Discussions are likely to focus on China’s recent “veto” on Pakistani terror suspect, Masood Azhar, the festering border dispute with recurring incursions by border patrols, Beijing’s disquiet over New Delhi’s increasing military engagement with the US, subsequent joint statements and reports on “joint patrolling” of the South China Sea (SCS).
The modalities to open a sixth meeting point for military personnel along the Line of Actual Control (LAC) could also come up for discussion.
In 2015, two new meeting points were opened at Daulat Beg Oldie in Ladakh and Kibithoo in Arunachal Pradesh. The other three points are Spanngur Gap in Ladakh, Bum-La in Arunachal Pradesh and Nathu-La in Sikkim.
Parrikar is landing in Beijing Sunday evening after spending a day in Shanghai where he met the Indian diaspora. His delegation includes Vice Admiral Sunil Lanba, FOC-in –C, Western Naval Command and Lieutenant General Ranbir Singh, DGMO.
Over the next couple of days he is expected to meet Premier Li Keqiang and top officials from China’s powerful Central Military Commission (CMC), which is headed by President Xi Jinping. A visit to the Chengdu military command headquarters is on the cards.

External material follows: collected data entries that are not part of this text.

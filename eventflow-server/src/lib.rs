//! eventflow-server: EventFlow backend host
//!
//! Owns the process-wide database connection (opened on startup, released on
//! shutdown), the module registry that hands it to dependents, and the HTTP
//! surface that reports on it.

pub mod app;
pub mod config;
pub mod db;
pub mod error;
pub mod http;
pub mod registry;
pub mod state;

pub use app::Application;
pub use config::{load_dotenv, DatabaseConfig, EventflowConfig, ServerConfig};
pub use db::{ConnectionManager, DataStore, DatabaseKind, LifecycleError, LifecycleState};
pub use error::{Error, Result};
pub use registry::{Module, Registry, RegistryError};
pub use state::AppState;
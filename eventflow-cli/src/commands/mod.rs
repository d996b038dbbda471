//! Command implementations for the eventflow CLI

pub mod check;
pub mod config;
pub mod serve;

use std::path::Path;

use anyhow::{Context, Result};
use eventflow_server::EventflowConfig;

pub use check::run_check;
pub use config::run_config;
pub use serve::run_serve;

/// Effective configuration: file, then environment, then `apply` for flags.
pub(crate) fn load_config<F>(path: Option<&Path>, apply: F) -> Result<EventflowConfig>
where
    F: FnOnce(&mut EventflowConfig),
{
    let mut config = EventflowConfig::load(path).context("Failed to load configuration")?;
    config
        .apply_env()
        .context("Invalid environment configuration")?;
    apply(&mut config);
    Ok(config)
}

External Affairs minister, Sushma Swaraj will meet Chinese counterpart Wang Yi on the sidelines of the annual foreign ministers’ meeting of the Russia, India and China (RIC) grouping in Moscow.
And, back in Beijing, national security adviser, AK Doval will hold border talks with Councilor Yang Jiechi; both are the designated “Special Representatives (SR)’’ and will hold the 19th round of talks to resolve the border dispute under the SR mechanism. The last round was held more than a year ago in March in New Delhi.
During Parrikar’s meetings, he is likely to be asked about India’s position on the South China sea disputes that China has with several countries in the region.
Beijing might want to know why India has in the recent past has talked about the “freedom of navigation” in the South China sea echoing US and Japan’s opinions.
Azhar will loom large over the meetings with Beijing using technical jargon to defend its decision to oppose the move to ban him much to India’s indignation.
“In order to reach international consensus on counter terrorism, China encourage all parties to fully leverage the leading and coordinating role played by the UN and the Security Council and forge international synergy on counter-terrorism,” the Chinese foreign ministry told PTI.
On the border, the two countries are probably not any closer to resolving the dispute any time soon. The discussions between Doval and Yang will focus more on the mechanisms that have been put in place to tackle situations like incursions and stand-offs between the two militaries; and whether those mechanisms have been effective in defusing tension along the border.